Pase mucho tiempo diciendo que iba a empezar la dieta (las miles de dietas que me recomendaban/contaban/sugerían/imponían), y a veces incluso las empezaba, nunca fue una decisión real o una necesidad (sí surgía el deseo de hacerlas como una respuesta a la presión ajena, o como un consuelo frente a ciertos rechazos).
Tengo en mi entorno personas que hace 30 años viven en una dieta, gente que, aun habiendo enfermado por hacer dieta, siguen negando la gravedad de las mismas. Veo como está metida hasta los huesos la cultura de la dieta, mucha gente come con culpa o
escudándose en que ese helado es un permitido o en que esa cerveza es sólo por ser sábado o que esa pizza con doble queso es la última porque el lunes si o si se arranca.
En esta cultura todo gira en torno a dietas (para desintoxicar, bajar de peso, aumentar musculatura, mejorar el pelo, optimizar la concentración, atenuar varices, hasta para conductas asociadas a discapacidades, hay dietas), es como el «cura-todo» que muchas
veces, la gran mayoría de las veces se emplea mal, porque cualquiera diría que automedicarse es nocivo, pero hacer dieta, la que sea (de influencers, de YouTube o de revista de moda), está bastante bien visto.

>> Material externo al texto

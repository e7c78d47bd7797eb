//! Ships and the collision rules that involve them

use std::sync::Arc;

use super::weapon::Weapon;
use super::Entity;
use crate::physics::{KinematicController, Steering};
use crate::templates::ShipTemplate;
use crate::types::{Capabilities, Family, FieldDefault, HandlerFn, TypeDescriptor};

const SHIP_FIELDS: &[&str] = &["imagepath", "acceleration", "max_speed", "weapons"];
const SHIP_DEFAULTS: &[(&str, FieldDefault)] = &[("hp", FieldDefault::Number(100.0))];

/// Root ship kind
pub static SHIP: TypeDescriptor = TypeDescriptor {
    name: "ship",
    family: Family::Ship,
    capabilities: Capabilities::COLLIDABLE.union(Capabilities::CONFINED),
    required_fields: SHIP_FIELDS,
    defaults: SHIP_DEFAULTS,
    handlers: &[("projectile", ship_hit_by_projectile as HandlerFn)],
};

/// Ship flown by the player
pub static PLAYER_SHIP: TypeDescriptor = TypeDescriptor {
    name: "playership",
    family: Family::Ship,
    capabilities: Capabilities::COLLIDABLE
        .union(Capabilities::CONFINED)
        .union(Capabilities::CONTROLLABLE)
        .union(Capabilities::FRIENDLY),
    required_fields: SHIP_FIELDS,
    defaults: SHIP_DEFAULTS,
    handlers: &[
        ("projectile", ship_hit_by_projectile as HandlerFn),
        ("enemyship", ships_ram as HandlerFn),
        ("ship", ships_ram as HandlerFn),
    ],
};

/// Hostile ship
pub static ENEMY_SHIP: TypeDescriptor = TypeDescriptor {
    name: "enemyship",
    family: Family::Ship,
    capabilities: Capabilities::COLLIDABLE
        .union(Capabilities::CONFINED)
        .union(Capabilities::HOSTILE),
    required_fields: SHIP_FIELDS,
    defaults: SHIP_DEFAULTS,
    handlers: &[("projectile", ship_hit_by_projectile as HandlerFn)],
};

/// Hull, weapons and pilot input of a live ship
#[derive(Debug, Clone)]
pub struct Ship {
    template: Arc<ShipTemplate>,
    weapons: Vec<Weapon>,
    controller: KinematicController,
    steering: Steering,
    hp: f32,
}

impl Ship {
    /// Fresh ship with one weapon per template entry
    pub fn new(template: &Arc<ShipTemplate>) -> Self {
        Self {
            template: Arc::clone(template),
            weapons: template.weapons.iter().map(Weapon::new).collect(),
            controller: KinematicController::new(template.acceleration, template.max_speed),
            steering: Steering::default(),
            hp: template.hp,
        }
    }

    /// Template the ship was built from
    pub fn template(&self) -> &Arc<ShipTemplate> {
        &self.template
    }

    /// Mounted weapons
    pub fn weapons(&self) -> &[Weapon] {
        &self.weapons
    }

    pub(crate) fn weapons_mut(&mut self) -> &mut [Weapon] {
        &mut self.weapons
    }

    /// Velocity policy
    pub fn controller(&self) -> &KinematicController {
        &self.controller
    }

    /// Held direction input
    pub fn steering(&self) -> &Steering {
        &self.steering
    }

    /// Remaining hit points
    pub fn hp(&self) -> f32 {
        self.hp
    }

    /// Subtract hit points; returns whether the ship is wrecked
    pub fn take_damage(&mut self, amount: f32) -> bool {
        self.hp -= amount.max(0.0);
        self.hp <= 0.0
    }

    /// Hold the trigger of every weapon
    pub fn start_firing(&mut self) {
        self.weapons.iter_mut().for_each(Weapon::start_firing);
    }

    /// Release the trigger of every weapon
    pub fn stop_firing(&mut self) {
        self.weapons.iter_mut().for_each(Weapon::stop_firing);
    }

    /// Press left, or release right
    pub fn accel_left(&mut self) {
        self.steering.accel_left();
    }

    /// Press right, or release left
    pub fn accel_right(&mut self) {
        self.steering.accel_right();
    }

    /// Press up, or release down
    pub fn accel_up(&mut self) {
        self.steering.accel_up();
    }

    /// Press down, or release up
    pub fn accel_down(&mut self) {
        self.steering.accel_down();
    }
}

fn damage(ship: &mut Entity, amount: f32) {
    let wrecked = ship.as_ship_mut().is_some_and(|hull| hull.take_damage(amount));
    if wrecked {
        log::debug!("{} destroyed", ship.kind());
        ship.destroy();
    }
}

/// The projectile is spent and the ship loses its damage in hit points
fn ship_hit_by_projectile(ship: &mut Entity, projectile: &mut Entity) {
    let amount = projectile.as_projectile().map_or(0.0, |shot| shot.damage());
    projectile.destroy();
    damage(ship, amount);
}

/// Each ship takes damage equal to the other's remaining hit points
fn ships_ram(player: &mut Entity, enemy: &mut Entity) {
    let player_hp = player.as_ship().map_or(0.0, Ship::hp);
    let enemy_hp = enemy.as_ship().map_or(0.0, Ship::hp);
    damage(player, enemy_hp);
    damage(enemy, player_hp);
}
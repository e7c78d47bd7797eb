//! Named entity groups

use std::fmt;

/// Collection an entity is updated, drawn and collision-checked in
#[derive(Debug, Clone, Copy, PartialEq, Eq, Hash, PartialOrd, Ord)]
pub enum Group {
    /// Scenery drawn behind everything
    BackgroundObjects,
    /// The player's ships
    FriendlyShips,
    /// Hostile ships
    EnemyShips,
    /// Shots fired by the player's side
    FriendlyProjectiles,
    /// Shots fired by hostile ships
    EnemyProjectiles,
    /// Items the player can collect
    Pickups,
    /// Obstacles that interact with everything
    Objects,
}

impl Group {
    /// Every group, in update and draw order
    pub const UPDATE_ORDER: [Group; 7] = [
        Group::BackgroundObjects,
        Group::FriendlyShips,
        Group::EnemyShips,
        Group::FriendlyProjectiles,
        Group::EnemyProjectiles,
        Group::Pickups,
        Group::Objects,
    ];

    /// Group name used in logs
    pub const fn name(self) -> &'static str {
        match self {
            Self::BackgroundObjects => "background_objects",
            Self::FriendlyShips => "friendly_ships",
            Self::EnemyShips => "enemy_ships",
            Self::FriendlyProjectiles => "friendly_projectiles",
            Self::EnemyProjectiles => "enemy_projectiles",
            Self::Pickups => "pickups",
            Self::Objects => "objects",
        }
    }
}

impl fmt::Display for Group {
    fn fmt(&self, f: &mut fmt::Formatter<'_>) -> fmt::Result {
        f.write_str(self.name())
    }
}

/// Group pairs checked for collisions each frame
pub const COLLIDABLE_PAIRS: [(Group, Group); 8] = [
    (Group::FriendlyShips, Group::EnemyProjectiles),
    (Group::EnemyShips, Group::FriendlyProjectiles),
    (Group::FriendlyShips, Group::EnemyShips),
    (Group::FriendlyShips, Group::Pickups),
    (Group::FriendlyShips, Group::Objects),
    (Group::EnemyShips, Group::Objects),
    (Group::FriendlyProjectiles, Group::Objects),
    (Group::EnemyProjectiles, Group::Objects),
];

Salir del halo demandante de la dieta para crear hábitos propios de alimentación que sean satisfactorios y acordes a las posibilidades económicas, sociales y contextuales, es un desafío para el que no nos educan.
Comer es un acto simple, humano, casi un privilegio, no lo convirtamos en una conducta mediada por la hegemonía corporal.
En tanto caos estético y económico, comer en paz, es un acto de amor propio y dejar comer en paz es un acto de amor por les otres.